Description of the task
The data should be duplicated exactly, with every word kept as it is.

:: Source material

//! Public market data tools

use coinex_types::{KlinePeriod, MarketType, ResponseEnvelope};

use super::*;

const TICKER_TOP_N: usize = 5;

pub(super) fn get_ticker_spec() -> ToolSpec {
    ToolSpec::new(
        Tool::GetTicker,
        "Get a trading pair's recent price, 24h price and volume. \
         Returns the first 5 entries when no base is given.",
    )
    .param(optional_base_param("Base currency, e.g. BTC, ETH; returns top 5 when empty"))
    .param(quote_param())
    .param(market_type_param())
}

pub(super) async fn get_ticker(args: &ToolArgs, ctx: &ToolContext) -> ToolResult<ResponseEnvelope> {
    let market = args.market_filter()?;
    let market_type = args.parse_or("market_type", MarketType::Spot)?;

    let mut envelope = ctx.client().get_tickers(market.as_ref(), market_type).await?;
    if market.is_none() && envelope.is_success() {
        envelope.truncate_data(TICKER_TOP_N);
    }
    Ok(envelope)
}

pub(super) fn get_orderbook_spec() -> ToolSpec {
    ToolSpec::new(Tool::GetOrderbook, "Get order book (depth) for a spot or futures market")
        .param(base_param())
        .param(quote_param())
        .param(limit_param("Number of price levels: 5/10/20/50; default 20", 20))
        .param(market_type_param())
        .param(
            ParamSpec::string("interval", "Merge granularity, default 0 (no merging)")
                .with_default("0"),
        )
}

pub(super) async fn get_orderbook(args: &ToolArgs, ctx: &ToolContext) -> ToolResult<ResponseEnvelope> {
    let market = args.market()?;
    let market_type = args.parse_or("market_type", MarketType::Spot)?;
    let limit = args.i64_or("limit", 20);
    let interval = args.str_or("interval", "0");

    Ok(ctx
        .client()
        .get_depth(&market, market_type, limit, interval)
        .await?)
}

pub(super) fn get_kline_spec() -> ToolSpec {
    ToolSpec::new(Tool::GetKline, "Get k-line (candlestick) data for a spot or futures market")
        .param(base_param())
        .param(quote_param())
        .param(
            ParamSpec::string("period", "K-line period; default 1hour")
                .with_default("1hour")
                .one_of(KLINE_PERIODS),
        )
        .param(limit_param("Number of records; default 100", 100))
        .param(market_type_param())
}

pub(super) async fn get_kline(args: &ToolArgs, ctx: &ToolContext) -> ToolResult<ResponseEnvelope> {
    let market = args.market()?;
    let period = args.parse_or("period", KlinePeriod::H1)?;
    let market_type = args.parse_or("market_type", MarketType::Spot)?;
    let limit = args.i64_or("limit", 100);

    Ok(ctx
        .client()
        .get_kline(&market, market_type, period, limit)
        .await?)
}

pub(super) fn list_markets_spec() -> ToolSpec {
    ToolSpec::new(Tool::ListMarkets, "List market status for spot or futures")
        .param(market_type_param())
        .param(optional_base_param("Base currency to filter; lists every market when empty"))
        .param(quote_param())
}

pub(super) async fn list_markets(args: &ToolArgs, ctx: &ToolContext) -> ToolResult<ResponseEnvelope> {
    let market = args.market_filter()?;
    let market_type = args.parse_or("market_type", MarketType::Spot)?;

    Ok(ctx
        .client()
        .get_market_info(market.as_ref(), market_type)
        .await?)
}

pub(super) fn get_deals_spec() -> ToolSpec {
    ToolSpec::new(Tool::GetDeals, "Get recent trades (deals)")
        .param(base_param())
        .param(quote_param())
        .param(market_type_param())
        .param(limit_param("Number of trades; default 100, max 1000", 100))
}

pub(super) async fn get_deals(args: &ToolArgs, ctx: &ToolContext) -> ToolResult<ResponseEnvelope> {
    let market = args.market()?;
    let market_type = args.parse_or("market_type", MarketType::Spot)?;
    let limit = args.i64_or("limit", 100);

    Ok(ctx.client().get_deals(&market, market_type, limit).await?)
}

pub(super) fn get_index_price_spec() -> ToolSpec {
    ToolSpec::new(
        Tool::GetIndexPrice,
        "Get market index price. Returns the top N entries when no base is given.",
    )
    .param(market_type_param())
    .param(optional_base_param("Base currency; returns multi-market index when empty"))
    .param(quote_param())
    .param(
        ParamSpec::integer("top_n", "Entries to return when no base is given; default 5")
            .with_default(5),
    )
}

pub(super) async fn get_index_price(args: &ToolArgs, ctx: &ToolContext) -> ToolResult<ResponseEnvelope> {
    let market = args.market_filter()?;
    let market_type = args.parse_or("market_type", MarketType::Spot)?;
    let top_n = args.i64_or("top_n", 5);

    let mut envelope = ctx
        .client()
        .get_index_price(market.as_ref(), market_type)
        .await?;

    // non-positive top_n disables truncation
    if market.is_none() && envelope.is_success() && top_n > 0 {
        envelope.truncate_data(usize::try_from(top_n).unwrap_or(usize::MAX));
    }
    Ok(envelope)
}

::::

Task result
//! Public market data tools

use coinex_types::{KlinePeriod, MarketType, ResponseEnvelope};

use super::*;

const TICKER_TOP_N: usize = 5;

pub(super) fn get_ticker_spec() -> ToolSpec {
    ToolSpec::new(
        Tool::GetTicker,
        "Get a trading pair's recent price, 24h price and volume. \
         Returns the first 5 entries when no base is given.",
    )
    .param(optional_base_param("Base currency, e.g. BTC, ETH; returns top 5 when empty"))
    .param(quote_param())
    .param(market_type_param())
}

pub(super) async fn get_ticker(args: &ToolArgs, ctx: &ToolContext) -> ToolResult<ResponseEnvelope> {
    let market = args.market_filter()?;
    let market_type = args.parse_or("market_type", MarketType::Spot)?;

    let mut envelope = ctx.client().get_tickers(market.as_ref(), market_type).await?;
    if market.is_none() && envelope.is_success() {
        envelope.truncate_data(TICKER_TOP_N);
    }
    Ok(envelope)
}

pub(super) fn get_orderbook_spec() -> ToolSpec {
    ToolSpec::new(Tool::GetOrderbook, "Get order book (depth) for a spot or futures market")
        .param(base_param())
        .param(quote_param())
        .param(limit_param("Number of price levels: 5/10/20/50; default 20", 20))
        .param(market_type_param())
        .param(
            ParamSpec::string("interval", "Merge granularity, default 0 (no merging)")
                .with_default("0"),
        )
}

pub(super) async fn get_orderbook(args: &ToolArgs, ctx: &ToolContext) -> ToolResult<ResponseEnvelope> {
    let market = args.market()?;
    let market_type = args.parse_or("market_type", MarketType::Spot)?;
    let limit = args.i64_or("limit", 20);
    let interval = args.str_or("interval", "0");

    Ok(ctx
        .client()
        .get_depth(&market, market_type, limit, interval)
        .await?)
}

pub(super) fn get_kline_spec() -> ToolSpec {
    ToolSpec::new(Tool::GetKline, "Get k-line (candlestick) data for a spot or futures market")
        .param(base_param())
        .param(quote_param())
        .param(
            ParamSpec::string("period", "K-line period; default 1hour")
                .with_default("1hour")
                .one_of(KLINE_PERIODS),
        )
        .param(limit_param("Number of records; default 100", 100))
        .param(market_type_param())
}

pub(super) async fn get_kline(args: &ToolArgs, ctx: &ToolContext) -> ToolResult<ResponseEnvelope> {
    let market = args.market()?;
    let period = args.parse_or("period", KlinePeriod::H1)?;
    let market_type = args.parse_or("market_type", MarketType::Spot)?;
    let limit = args.i64_or("limit", 100);

    Ok(ctx
        .client()
        .get_kline(&market, market_type, period, limit)
        .await?)
}

pub(super) fn list_markets_spec() -> ToolSpec {
    ToolSpec::new(Tool::ListMarkets, "List market status for spot or futures")
        .param(market_type_param())
        .param(optional_base_param("Base currency to filter; lists every market when empty"))
        .param(quote_param())
}

pub(super) async fn list_markets(args: &ToolArgs, ctx: &ToolContext) -> ToolResult<ResponseEnvelope> {
    let market = args.market_filter()?;
    let market_type = args.parse_or("market_type", MarketType::Spot)?;

    Ok(ctx
        .client()
        .get_market_info(market.as_ref(), market_type)
        .await?)
}

pub(super) fn get_deals_spec() -> ToolSpec {
    ToolSpec::new(Tool::GetDeals, "Get recent trades (deals)")
        .param(base_param())
        .param(quote_param())
        .param(market_type_param())
        .param(limit_param("Number of trades; default 100, max 1000", 100))
}

pub(super) async fn get_deals(args: &ToolArgs, ctx: &ToolContext) -> ToolResult<ResponseEnvelope> {
    let market = args.market()?;
    let market_type = args.parse_or("market_type", MarketType::Spot)?;
    let limit = args.i64_or("limit", 100);

    Ok(ctx.client().get_deals(&market, market_type, limit).await?)
}

pub(super) fn get_index_price_spec() -> ToolSpec {
    ToolSpec::new(
        Tool::GetIndexPrice,
        "Get market index price. Returns the top N entries when no base is given.",
    )
    .param(market_type_param())
    .param(optional_base_param("Base currency; returns multi-market index when empty"))
    .param(quote_param())
    .param(
        ParamSpec::integer("top_n", "Entries to return when no base is given; default 5")
            .with_default(5),
    )
}

pub(super) async fn get_index_price(args: &ToolArgs, ctx: &ToolContext) -> ToolResult<ResponseEnvelope> {
    let market = args.market_filter()?;
    let market_type = args.parse_or("market_type", MarketType::Spot)?;
    let top_n = args.i64_or("top_n", 5);

    let mut envelope = ctx
        .client()
        .get_index_price(market.as_ref(), market_type)
        .await?;

    // non-positive top_n disables truncation
    if market.is_none() && envelope.is_success() && top_n > 0 {
        envelope.truncate_data(usize::try_from(top_n).unwrap_or(usize::MAX));
    }
    Ok(envelope)
}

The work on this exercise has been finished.